As earlier mentioned, “China Central Bank Governor Zhou Xiaochuan’s earlier call to replace the US dollar with a new global currency seems to be slowly gaining support in the international community” (M. Ulric Killion, Growing support for China Bank Gov. Zhou’s call for new “Global Currency”, April 1, 2009).

This month the Council on Foreign Affairs (CFA), in the “Beijing Papers” or CGS/IIGG Working Papers,  presents, “A collection of papers examining the internationalization of the Chinese currency, the renminbi, as written for a symposium co-sponsored by the Council on Foreign Relations and the China Development Research Foundation in November 2011.”

As for the subject matter of the symposium, it was a much-needed venting of the issues and controversy surrounding the internationalization of the Chinese currency, the renminbi (RMB, international code id CNY, Chinese Yuan). While many Western experts may not take the issue seriously, many Chinese experts deem the internationalization of China’s national currency, the renminbi, as inevitable.

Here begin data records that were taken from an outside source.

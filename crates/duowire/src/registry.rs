//! # Type Registry
//!
//! The schema-registered format only knows concrete types it has been told
//! about. The registry maps a stable name to the functions that encode and
//! decode one concrete type, and back from the type to its name.
//!
//! ## Invariants
//!
//! - A name maps to exactly one type, and a type to exactly one name.
//! - Re-registering the same type under the same name is a no-op.
//! - Registration conflicts fail at registration time, never later.
//!
//! While the binary format encodes or decodes, the registry is installed as
//! the thread's active scope so `Dynamic` values can find it from inside
//! serde.

use std::any::Any;
use std::any::TypeId;
use std::cell::RefCell;
use std::sync::Arc;

use dashmap::mapref::entry::Entry;
use dashmap::DashMap;

use crate::binary;
use crate::dynamic::Dynamic;
use crate::error::CodecError;
use crate::error::Result;
use crate::format::WireType;

pub(crate) type AnyValue = Box<dyn Any + Send + Sync>;

/// Encoding and decoding functions for one concrete type.
#[derive(Clone, Copy)]
pub(crate) struct TypeEntry {
    pub(crate) type_id: TypeId,
    pub(crate) type_name: &'static str,
    pub(crate) encode: fn(&(dyn Any + Send + Sync)) -> Result<Vec<u8>>,
    pub(crate) decode: fn(&[u8]) -> Result<AnyValue>,
    pub(crate) to_json: fn(&(dyn Any + Send + Sync)) -> Result<serde_json::Value>,
}

impl TypeEntry {
    pub(crate) fn of<T: WireType>() -> Self {
        Self {
            type_id: TypeId::of::<T>(),
            type_name: std::any::type_name::<T>(),
            encode: encode_as::<T>,
            decode: decode_as::<T>,
            to_json: to_json_as::<T>,
        }
    }
}

fn downcast<T: 'static>(value: &(dyn Any + Send + Sync)) -> Result<&T> {
    value.downcast_ref::<T>().ok_or_else(|| CodecError::TypeMismatch {
        expected: std::any::type_name::<T>().into(),
        found: "another type".into(),
    })
}

fn encode_as<T: WireType>(value: &(dyn Any + Send + Sync)) -> Result<Vec<u8>> {
    binary::encode_raw(downcast::<T>(value)?)
}

fn decode_as<T: WireType>(bytes: &[u8]) -> Result<AnyValue> {
    Ok(Box::new(binary::decode_raw::<T>(bytes)?))
}

fn to_json_as<T: WireType>(value: &(dyn Any + Send + Sync)) -> Result<serde_json::Value> {
    Ok(serde_json::to_value(downcast::<T>(value)?)?)
}

/// Name ↔ type table for polymorphic values.
#[derive(Default)]
pub struct TypeRegistry {
    by_name: DashMap<String, TypeEntry>,
    by_type: DashMap<TypeId, String>,
}

impl TypeRegistry {
    pub fn new() -> Self {
        Self::default()
    }

    /// Register `T` under its Rust type name unless it is already known.
    pub fn register<T: WireType>(&self) -> Result<()> {
        if TypeId::of::<T>() == TypeId::of::<Dynamic>() || self.contains::<T>() {
            return Ok(());
        }
        self.register_as::<T>(std::any::type_name::<T>())
    }

    /// Register `T` under an explicit name.
    pub fn register_as<T: WireType>(&self, name: &str) -> Result<()> {
        let entry = TypeEntry::of::<T>();

        // the type side first: one name per type
        match self.by_type.entry(entry.type_id) {
            Entry::Occupied(existing) if existing.get() == name => return Ok(()),
            Entry::Occupied(existing) => {
                return Err(CodecError::RegistrationConflict {
                    name: name.into(),
                    existing: existing.get().clone(),
                });
            }
            Entry::Vacant(slot) => match self.by_name.entry(name.to_owned()) {
                Entry::Occupied(taken) => {
                    return Err(CodecError::RegistrationConflict {
                        name: name.into(),
                        existing: taken.get().type_name.into(),
                    });
                }
                Entry::Vacant(named) => {
                    named.insert(entry);
                    slot.insert(name.to_owned());
                }
            },
        }

        tracing::trace!(name, type_name = entry.type_name, "registered type");
        Ok(())
    }

    pub fn contains<T: 'static>(&self) -> bool {
        self.by_type.contains_key(&TypeId::of::<T>())
    }

    /// The name a type was registered under.
    pub fn name_of(&self, type_id: TypeId) -> Option<String> {
        self.by_type.get(&type_id).map(|name| name.clone())
    }

    pub(crate) fn entry_for(&self, type_id: TypeId) -> Option<(String, TypeEntry)> {
        let name = self.name_of(type_id)?;
        let entry = *self.by_name.get(&name)?;
        Some((name, entry))
    }

    pub(crate) fn entry_named(&self, name: &str) -> Option<TypeEntry> {
        self.by_name.get(name).map(|entry| *entry)
    }

    pub fn len(&self) -> usize {
        self.by_name.len()
    }

    pub fn is_empty(&self) -> bool {
        self.by_name.is_empty()
    }
}

impl std::fmt::Debug for TypeRegistry {
    fn fmt(&self, f: &mut std::fmt::Formatter<'_>) -> std::fmt::Result {
        let mut names: Vec<String> = self.by_name.iter().map(|e| e.key().clone()).collect();
        names.sort();
        f.debug_struct("TypeRegistry").field("types", &names).finish()
    }
}

struct Scope {
    registry: Arc<TypeRegistry>,
    missing: Option<String>,
}

thread_local! {
    static ACTIVE: RefCell<Option<Scope>> = const { RefCell::new(None) };
}

/// Restores the previous scope when dropped, even on unwind.
struct ScopeGuard {
    previous: Option<Scope>,
}

impl Drop for ScopeGuard {
    fn drop(&mut self) {
        let previous = self.previous.take();
        ACTIVE.with(|active| *active.borrow_mut() = previous);
    }
}

/// Run `f` with `registry` as the active scope.
///
/// Returns `f`'s output and the name of the first unregistered type seen.
pub(crate) fn scoped<R>(registry: &Arc<TypeRegistry>, f: impl FnOnce() -> R) -> (R, Option<String>) {
    let scope = Scope { registry: registry.clone(), missing: None };
    let previous = ACTIVE.with(|active| active.borrow_mut().replace(scope));
    let _guard = ScopeGuard { previous };

    let out = f();
    let missing = ACTIVE.with(|active| {
        active.borrow_mut().as_mut().and_then(|scope| scope.missing.take())
    });

    (out, missing)
}

/// The registry of the innermost active scope.
pub(crate) fn active() -> Option<Arc<TypeRegistry>> {
    ACTIVE.with(|active| active.borrow().as_ref().map(|scope| scope.registry.clone()))
}

/// Note a lookup miss so the format can report it precisely.
pub(crate) fn note_missing(name: &str) {
    ACTIVE.with(|active| {
        if let Some(scope) = active.borrow_mut().as_mut() {
            scope.missing.get_or_insert_with(|| name.to_owned());
        }
    });
}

Quoting from an earlier article,

According to the economist Jing Li (Capital University of Economics and Business, China), the internationalization of the RMB is inevitable. This arguable inevitability may well be mostly attributable to the reality, as described by Jing (2006), that, “The integration of Asia, and the growth of RMB as a regional key currency will challenge the current imbalanced international monetary system. This will improve the global currency structure, reduce the overdependence on USD, and promote the resource allocation efficiency in developing countries” (M. Ulric Killion, The “Big Three” Credit Rating Agencies plus the Chinese Dagong Global – A new Asian and International Reality, 2011; Jing Li, RMB as a Regional International Currency: Cost-benefit Analysis and Roadmap, Centre for European Studies, Fudan University, May 12, 2006.).

Additionally, the Chinese domestic currency once internationalized will have far-reaching influence. For example, some of these influences will widely range from affecting on-going debt crises and/or sovereign debt crises of developed countries, to challenging the efforts of the Bretton Woods Institutions, especially the International Monetary Fund (IMF), in assisting these struggling economies. One should also add that it will also inevitably challenge the credibility of the “Big Three” credit rating agencies (CRAs), which are Standard & Poor’s (S&P), Moody’s Corporation, and Fitch ratings (Killion, 2011).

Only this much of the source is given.